But two months after getting permanent residence, he returned to China and stayed for seven weeks.
In 2019, he was convicted of assault with intent to injure and threatening to kill or commit grievous bodily harm and has since been charged with receiving stolen property.
The Immigration and Protection Tribunal ruled it could not hear his appeal until he was served with a deportation liability notice, but it detailed the accusations against him.
“In 2018 and 2019, the Refugee Status Unit (RSU) became concerned that [he] may have been facilitating fraudulent refugee claims after he had been observed visiting the unit’s office on a regular basis and taking multiple blank claim forms,” it said in its decision.
“Thereafter, the Refugee Status Unit received a number of what appeared to be templated claims from Chinese nationals who provided an address, phone number and email address which the appellant had used previously.”
They either did not attend interviews or were identified as having lodged false claims.
“One such person indicated that they had simply paid someone to get a work visa and were unaware that they had claimed refugee status,” the RSU decision said.
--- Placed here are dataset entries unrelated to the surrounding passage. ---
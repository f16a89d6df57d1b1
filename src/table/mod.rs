//! In-memory columnar table: storage and the relational operations `Frame`
//! builds on

// コアモジュール
pub mod core;

// 列の選択・名前変更
pub mod select;

// 行操作
pub mod row_ops;

// 並べ替え
pub mod sort;

// グループ化
pub mod group;

// 結合操作
pub mod join;

// 入出力
pub mod io;

// 再エクスポート
pub use self::core::Table;
pub use group::{GroupKey, Partition};
pub use io::JsonOrient;
pub use join::JoinType;
pub use sort::SortKey;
“In March 2020, the Refugee Status Unit was made aware of a notice in simplified Chinese placed on a notice board at a tertiary education institute in New Zealand by a person stating they were a male, permanent resident, aged 33 years who was willing to sponsor a woman to immigrate through a ‘business marriage’.”
The phone number was the same as the man’s passenger arrival card contact details and he was also aged 33 at the time.
The man told the RSU he still needed protection because of his religion, and had returned to China to see his mother who was in danger from Covid-19.
But the RSU cancelled its recognition of him as a refugee, finding “that the evidence ‘strongly suggests’ that the appellant was involved in fraud relating to the refugee and protection system in New Zealand. When this was considered against his multiple returns to China, and that five of these six returns occurred prior to the outbreak of Covid-19 in China, a refugee and protection officer was satisfied that [he] may have falsely represented that he was a genuine Christian convert who had been detained and warned in the circumstances that he had claimed”.
His returns without incident to China showed he had no adverse profile with authorities there, it said.